KDM6A is abnormally expressed in various cancer. This study aimed to investigate the potential of KDM6A in pancreatic cancer (PC). mRNA expression was calculated by RT-qPCR. Protein expression was detected by western blot. Cell viability was measured by CCK-8 assay. Cell angiogenesis was determined by tube formation assay. Cell migration and invasion were determined by transwell assay. We found that KDM6A was upregulated in PC patients and cells. Interestingly, KDM6A deficiency inhibited the proliferation and angiogenesis of PC cells.
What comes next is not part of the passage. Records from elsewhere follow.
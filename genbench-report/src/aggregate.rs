//! Endpoint Aggregator
//!
//! A pure fold over the records of one endpoint. The output carries no
//! wall-clock data, so aggregating the same records twice produces identical
//! JSON and text.

use crate::stats::{Stats, STAT_PRECISION};
use genbench_core::record::{round_to, truncate_message};
use genbench_core::{ErrorType, RunRecord, NOT_AVAILABLE};
use serde::{Deserialize, Serialize};
use std::collections::{BTreeMap, BTreeSet};
use std::fmt::Write as _;

/// Distinct error messages kept per endpoint
pub const MAX_UNIQUE_MESSAGES: usize = 5;

const RUN_TABLE_MESSAGE_CHARS: usize = 200;

/// Contents of `run-averages.json`
#[derive(Debug, Clone, PartialEq, Serialize, Deserialize)]
pub struct EndpointAggregate {
    pub endpoint_id: u32,
    pub total_runs: usize,
    pub expected_runs: Option<u32>,
    pub successful_runs: usize,
    pub failed_runs: usize,
    pub success_rate: Option<f64>,
    pub timed_out_count: usize,
    pub hung_up_count: usize,
    /// Expected run numbers with no record
    pub missing_runs: Vec<u32>,

    pub generation_time: Stats,
    pub cpu_usage: Stats,
    pub memory_usage: Stats,
    pub tests_generated: Stats,
    pub test_methods: Stats,
    pub assertions: Stats,
    pub coverage: Stats,
    pub total_goals: Stats,
    pub covered_goals: Stats,

    pub exit_codes: ExitCodeSummary,
    pub error_summary: ErrorSummary,
    pub individual_runs: Vec<RunSummary>,
}

#[derive(Debug, Clone, PartialEq, Eq, Serialize, Deserialize)]
pub struct ExitCodeSummary {
    pub values: Vec<i32>,
    pub unique: Vec<i32>,
}

#[derive(Debug, Clone, PartialEq, Serialize, Deserialize)]
pub struct ErrorSummary {
    /// Most frequent failure label; ties go to the earlier label in the cascade
    pub primary_error_type: ErrorType,
    /// Failure labels only, in taxonomy order
    pub error_types: BTreeMap<ErrorType, usize>,
    pub total_errors: Stats,
    pub missing_packages: Stats,
    pub missing_symbols: Stats,
    pub unique_error_messages: Vec<String>,
}

#[derive(Debug, Clone, PartialEq, Serialize, Deserialize)]
pub struct RunSummary {
    pub run_number: u32,
    pub duration_sec: f64,
    pub cpu_pct: Option<f64>,
    pub memory_mb: Option<f64>,
    pub tests: u32,
    pub exit_code: i32,
    pub timed_out: bool,
    pub error_type: ErrorType,
    pub error_message: String,
}

/// CPU and memory figures of a run, when its monitor took any samples
fn resource_figures(record: &RunRecord) -> (Option<f64>, Option<f64>) {
    if record.resources.samples == 0 {
        (None, None)
    } else {
        (
            Some(record.resources.cpu_average_percent),
            Some(record.resources.memory_peak_mb),
        )
    }
}

/// Fold the records of one endpoint.
///
/// `expected_runs`, when known, is the planned iteration count; run numbers
/// in `1..=expected_runs` without a record are reported as missing. Records
/// of other endpoints are ignored.
pub fn aggregate(
    endpoint_id: u32,
    expected_runs: Option<u32>,
    records: &[RunRecord],
) -> EndpointAggregate {
    let mut records: Vec<&RunRecord> = records
        .iter()
        .filter(|r| r.endpoint_id == endpoint_id)
        .collect();
    records.sort_by_key(|r| r.run_number);
    records.dedup_by_key(|r| r.run_number);

    let present: BTreeSet<u32> = records.iter().map(|r| r.run_number).collect();
    let missing_runs = match expected_runs {
        Some(expected) => (1..=expected).filter(|n| !present.contains(n)).collect(),
        None => Vec::new(),
    };

    let successful_runs = records.iter().filter(|r| r.runs_without_error()).count();
    let total_runs = records.len();
    let success_rate = if total_runs == 0 {
        None
    } else {
        Some(round_to(successful_runs as f64 / total_runs as f64, STAT_PRECISION))
    };

    let mut error_types: BTreeMap<ErrorType, usize> = BTreeMap::new();
    for record in &records {
        if record.error_type.is_failure() {
            *error_types.entry(record.error_type).or_default() += 1;
        }
    }
    let primary_error_type = error_types
        .iter()
        .fold(None, |best: Option<(ErrorType, usize)>, (label, count)| match best {
            Some((_, best_count)) if best_count >= *count => best,
            _ => Some((*label, *count)),
        })
        .map(|(label, _)| label)
        .unwrap_or(ErrorType::None);

    let mut unique_error_messages: Vec<String> = Vec::new();
    for record in &records {
        let message = record.error_message.trim();
        if message.is_empty() || unique_error_messages.iter().any(|m| m == message) {
            continue;
        }
        if unique_error_messages.len() == MAX_UNIQUE_MESSAGES {
            break;
        }
        unique_error_messages.push(message.to_string());
    }

    let exit_values: Vec<i32> = records.iter().map(|r| r.exit_code).collect();
    let unique: BTreeSet<i32> = exit_values.iter().copied().collect();

    let failed: Vec<&&RunRecord> = records.iter().filter(|r| r.threw_errors() || r.timed_out).collect();

    EndpointAggregate {
        endpoint_id,
        total_runs,
        expected_runs,
        successful_runs,
        failed_runs: total_runs - successful_runs,
        success_rate,
        timed_out_count: records.iter().filter(|r| r.timed_out).count(),
        hung_up_count: records.iter().filter(|r| r.hung_up()).count(),
        missing_runs,

        generation_time: Stats::of(records.iter().map(|r| r.duration_seconds)),
        cpu_usage: Stats::of_available(records.iter().map(|r| resource_figures(r).0)),
        memory_usage: Stats::of_available(records.iter().map(|r| resource_figures(r).1)),
        tests_generated: Stats::of(records.iter().map(|r| r.artifacts.tests_generated as f64)),
        test_methods: Stats::of(records.iter().map(|r| r.artifacts.test_methods as f64)),
        assertions: Stats::of(records.iter().map(|r| r.artifacts.assertions as f64)),
        coverage: Stats::of_available(records.iter().map(|r| r.coverage.coverage)),
        total_goals: Stats::of_available(
            records.iter().map(|r| r.coverage.total_goals.map(|v| v as f64)),
        ),
        covered_goals: Stats::of_available(
            records.iter().map(|r| r.coverage.covered_goals.map(|v| v as f64)),
        ),

        exit_codes: ExitCodeSummary {
            values: exit_values,
            unique: unique.into_iter().collect(),
        },
        error_summary: ErrorSummary {
            primary_error_type,
            error_types,
            total_errors: Stats::of(failed.iter().map(|r| r.error_counts.total_errors as f64)),
            missing_packages: Stats::of(
                failed.iter().map(|r| r.error_counts.missing_packages as f64),
            ),
            missing_symbols: Stats::of(failed.iter().map(|r| r.error_counts.missing_symbols as f64)),
            unique_error_messages,
        },
        individual_runs: records
            .iter()
            .map(|r| {
                let (cpu_pct, memory_mb) = resource_figures(r);
                RunSummary {
                    run_number: r.run_number,
                    duration_sec: r.duration_seconds,
                    cpu_pct,
                    memory_mb,
                    tests: r.artifacts.tests_generated,
                    exit_code: r.exit_code,
                    timed_out: r.timed_out,
                    error_type: r.error_type,
                    error_message: truncate_message(&r.error_message, RUN_TABLE_MESSAGE_CHARS),
                }
            })
            .collect(),
    }
}

impl EndpointAggregate {
    /// At least one run was recorded and none succeeded
    pub fn all_failed(&self) -> bool {
        self.total_runs > 0 && self.successful_runs == 0
    }

    /// Render `run-averages.txt`
    pub fn render_text(&self) -> String {
        let rule = "=".repeat(60);
        let thin = "-".repeat(40);
        let mut out = String::new();

        let _ = writeln!(out, "{}", rule);
        let _ = writeln!(out, "ENDPOINT {} - AGGREGATED RESULTS", self.endpoint_id);
        let _ = writeln!(out, "{}", rule);
        let _ = writeln!(out);
        let _ = writeln!(out, "EXECUTION SUMMARY");
        let _ = writeln!(out, "{}", thin);
        let _ = writeln!(out, "Total Runs:      {}", self.total_runs);
        if let Some(expected) = self.expected_runs {
            let _ = writeln!(out, "Expected Runs:   {}", expected);
        }
        let _ = writeln!(out, "Successful:      {}", self.successful_runs);
        let _ = writeln!(out, "Failed:          {}", self.failed_runs);
        let _ = writeln!(
            out,
            "Success Rate:    {}",
            self.success_rate
                .map(|rate| format!("{:.1}%", rate * 100.0))
                .unwrap_or_else(|| NOT_AVAILABLE.to_string())
        );
        let _ = writeln!(out, "Timed Out:       {}", self.timed_out_count);
        let _ = writeln!(out, "Hung Up:         {}", self.hung_up_count);
        if !self.missing_runs.is_empty() {
            let missing: Vec<String> = self.missing_runs.iter().map(u32::to_string).collect();
            let _ = writeln!(out, "Missing Runs:    {}", missing.join(", "));
        }
        let _ = writeln!(out);

        let errors = &self.error_summary;
        if !errors.error_types.is_empty() {
            let _ = writeln!(out, "ERROR SUMMARY");
            let _ = writeln!(out, "{}", thin);
            let _ = writeln!(out, "Primary Error:   {}", errors.primary_error_type);
            let _ = writeln!(out, "Error Types:");
            for (label, count) in &errors.error_types {
                let _ = writeln!(out, "  - {}: {}", label, count);
            }
            if let Some(avg) = errors.total_errors.avg {
                let _ = writeln!(out, "Avg Errors per Failed Run: {}", avg);
            }
            if !errors.unique_error_messages.is_empty() {
                let _ = writeln!(out);
                let _ = writeln!(out, "Sample Error Messages:");
                for message in errors.unique_error_messages.iter().take(3) {
                    let shown = truncate_message(message, 100);
                    let ellipsis = if shown.len() < message.len() { "..." } else { "" };
                    let _ = writeln!(out, "  * {}{}", shown, ellipsis);
                }
            }
            let _ = writeln!(out);
        }

        write_stats_block(&mut out, "GENERATION TIME (seconds)", &self.generation_time);
        write_stats_block(&mut out, "CPU USAGE (%)", &self.cpu_usage);
        write_stats_block(&mut out, "MEMORY USAGE (MB)", &self.memory_usage);
        write_stats_block(&mut out, "COVERAGE", &self.coverage);

        let total_tests: u32 = self.individual_runs.iter().map(|r| r.tests).sum();
        let _ = writeln!(out, "TESTS GENERATED");
        let _ = writeln!(out, "{}", thin);
        let _ = writeln!(out, "Average:         {}", fmt_opt(self.tests_generated.avg));
        let _ = writeln!(out, "Total:           {}", total_tests);
        let _ = writeln!(out);

        let _ = writeln!(out, "INDIVIDUAL RUNS");
        let _ = writeln!(out, "{}", thin);
        let _ = writeln!(
            out,
            "{:<6} {:<10} {:<10} {:<10} {:<8} {:<6} Error",
            "Run", "Time(s)", "CPU(%)", "Mem(MB)", "Tests", "Exit"
        );
        let _ = writeln!(out, "{}", "-".repeat(70));
        for run in &self.individual_runs {
            let cpu = run
                .cpu_pct
                .map(|v| format!("{:.1}", v))
                .unwrap_or_else(|| NOT_AVAILABLE.to_string());
            let mem = run
                .memory_mb
                .map(|v| format!("{:.0}", v))
                .unwrap_or_else(|| NOT_AVAILABLE.to_string());
            let _ = writeln!(
                out,
                "{:<6} {:<10} {:<10} {:<10} {:<8} {:<6} {}",
                run.run_number,
                format!("{:.1}", run.duration_sec),
                cpu,
                mem,
                run.tests,
                run.exit_code,
                run.error_type
            );
        }
        let _ = writeln!(out);
        let _ = writeln!(out, "{}", rule);
        out
    }
}

fn fmt_opt(value: Option<f64>) -> String {
    value
        .map(|v| v.to_string())
        .unwrap_or_else(|| NOT_AVAILABLE.to_string())
}

fn write_stats_block(out: &mut String, title: &str, stats: &Stats) {
    let _ = writeln!(out, "{}", title);
    let _ = writeln!(out, "{}", "-".repeat(40));
    let _ = writeln!(out, "Average:         {}", fmt_opt(stats.avg));
    let _ = writeln!(out, "Min:             {}", fmt_opt(stats.min));
    let _ = writeln!(out, "Max:             {}", fmt_opt(stats.max));
    let _ = writeln!(out, "Std Dev:         {}", fmt_opt(stats.std_dev));
    let _ = writeln!(out);
}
Moreover, KDM6A knockdown suppressed the migration and invasion of PC cells. Additionally, KDM6A upregulated the expression of LAMP3 via driving demethylation of H3K27me3. Overexpression of LAMP3 reversed the effects of KDM6A knockdown and contributed to the angiogenesis and aggressiveness of PC cells. In summary, KDM6A-mediated demethylation of H3K27me3 promotes the transcription of LAMP3, resulting the angiogenesis and aggressiveness of PC. Therefore, targeting KDM6A may be an anti-angiogenetic strategy for PC.